Review of “Iowa’s Remarkable Soils: The Story of Our Most Vital Resource and How We Can Save It”
Soil scientists have a tough row to hoe: making their reams of data accessible and meaningful to the average citizen. In her book, “Iowa’s Remarkable Soils: The Story of Our Most Vital Resource and How We Can Save It,” Kathleen Woida attempts to do just that.
This title especially caught my attention because it is the only one of my many soil health books that uses the word “story.” What better way to relate reams of data than through stories? This book is in two parts: the first addresses the traditional five factors of soil formation; the second explores Woida’s assertion that human imprint is a sixth factor.
When discussing soil formation, Kathleen includes interesting stories relatable to a farmer’s experience. Soil scientists develop a “feel method” to identify a soil’s texture with great accuracy, and in the stories of how soil scientists mapped Iowa, she describes the work of Robin Wisner. He started mapping soils in 1968 and didn’t stop until 2014. During those years, he “… walked an average of 8 miles a day every weekday of the year when the ground wasn’t frozen. Mapping was accomplished … by pushing a three-quarter-inch soil probe 60 inches, later 80 inches, into the ground at least forty-five to fifty times a day … Now that he’s in his seventies, Robin’s lower back remembers those days well.”
I could imagine walking those miles, feeling the texture of different soils and later feeling all that work in my back. This kind of illustration fades too quickly, and the story of Iowa’s soil turns into a textbook of the history of Iowa’s soil. A section titled “The ABCs of Soil” starts off with this sentence: “The vast majority of Iowa’s soils formed in unconsolidated geologic materials deposited by ice, water, wind, or gravity.” This is good information, but not the start of an engaging story.
While the first section reads like a textbook, the second reads like a review of existing literature, perhaps aimed at readers just becoming familiar with the abuse Iowa’s soil has endured since plow broke sod. Kathleen touches on erosion, the soil food web, the importance of fungi, the dangers of relying on synthetic inputs and other aspects you will find familiar if your bookshelf bows under the weight of soil-oriented books. She includes modern-day success stories about farmers regenerating Iowa’s soils, like Thom Miller, the Rosmann family of Rosmann Family Farms, Steve Berger and Levi Lyle, to name a few.
This book relies heavily on its holder being a student and less of a reader, which was a bit of a letdown for me.
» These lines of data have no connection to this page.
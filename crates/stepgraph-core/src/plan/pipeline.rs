//! The planning pipeline: raw model text to an ordered [`TaskPlan`].
//!
//! Pure and synchronous. The only shared state is the plan-id counter, so
//! concurrent calls need no locking.

use tracing::{debug, info};

use super::assemble::assemble_plan;
use super::error::{PlanError, ValidationError};
use super::extract::extract_response;
use super::graph::StepGraph;
use super::normalize::normalize_record;
use super::resolve::resolve_dependencies;
use super::types::TaskPlan;

/// Largest step count accepted by default.
pub const DEFAULT_MAX_STEPS: usize = 200;

/// Caller-selected rules applied while building a plan.
#[derive(Debug, Clone, Copy, PartialEq, Eq)]
pub struct PlanPolicy {
    /// Fail with [`PlanError::MissingReasoning`] when the model gave none.
    pub require_reasoning: bool,
    /// Reject responses with more records than this.
    pub max_steps: usize,
}

impl Default for PlanPolicy {
    fn default() -> Self {
        Self {
            require_reasoning: false,
            max_steps: DEFAULT_MAX_STEPS,
        }
    }
}

/// Turn one model response into a validated, ordered plan.
///
/// Stages run in order and the first failure aborts the call.
pub fn build_plan(
    user_request: &str,
    response_text: &str,
    policy: &PlanPolicy,
) -> Result<TaskPlan, PlanError> {
    let extracted = extract_response(response_text)?;

    let count = extracted.records.len();
    if count == 0 {
        return Err(ValidationError::NoSteps.into());
    }
    if count > policy.max_steps {
        return Err(ValidationError::TooManySteps {
            count,
            limit: policy.max_steps,
        }
        .into());
    }

    let normalized = extracted
        .records
        .iter()
        .map(normalize_record)
        .collect::<Result<Vec<_>, _>>()?;
    debug!(steps = normalized.len(), "normalized step records");

    let steps = resolve_dependencies(normalized)?;
    let ordered = StepGraph::new(steps)?.check_acyclic()?.into_ordered_steps();

    let plan = assemble_plan(
        user_request,
        ordered,
        extracted.reasoning,
        policy.require_reasoning,
    )?;

    info!(
        task_id = %plan.task_id,
        steps = plan.steps.len(),
        edges = plan.edge_count(),
        "assembled plan"
    );
    Ok(plan)
}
Perhaps I put too much stock in Kathleen’s use of “story” in her title. There are hints of her writer’s voice, but her inner storyteller can’t quite get the upper hand over her scientific voice. I am thankful, though, that Kathleen wrote a well-researched book. If this is one of the first titles someone picks up – and if they stick with it – they will be well on their way to understanding Iowa’s remarkable soils.
Jon Bakehouse is a lifetime member of PFI who operates Maple Edge Farm with his wife Tina, son Anderson and parents near Hastings, Iowa. The family raises corn and soybeans, and is integrating goats for grazing with their small cow-calf herd. Jon has also participated in on-farm research with PFI for over six years.
More about “Iowa’s Remarkable Soils: The Story of Our Most Vital Resource and How We Can Save It”
256 pages
Published: May 2021
Synopsis: Sometimes called “black gold,” Iowa’s deep, rich soils are a treasure that formed over thousands of years under the very best of the world’s grasslands-the tallgrass prairie. The soils are diverse and complex and hold within them a record not only of Iowa’s prehistoric past, but also of the changes that took place after settlers utterly transformed the land, as well as ongoing adjustments taking place today due to climate change.
In language that is scientifically sound but accessible to the layperson, Kathleen Woida explains how soils formed and have changed over centuries and millennia in the land between two rivers.
In the land hundred years, large-scale intensive agriculture and urban development have severely degraded most of our soils. However, as Woida documents, some innovative Iowans are beginning to repair and regenerate their soils by treating them as the living ecosystem and vast carbon store that they are.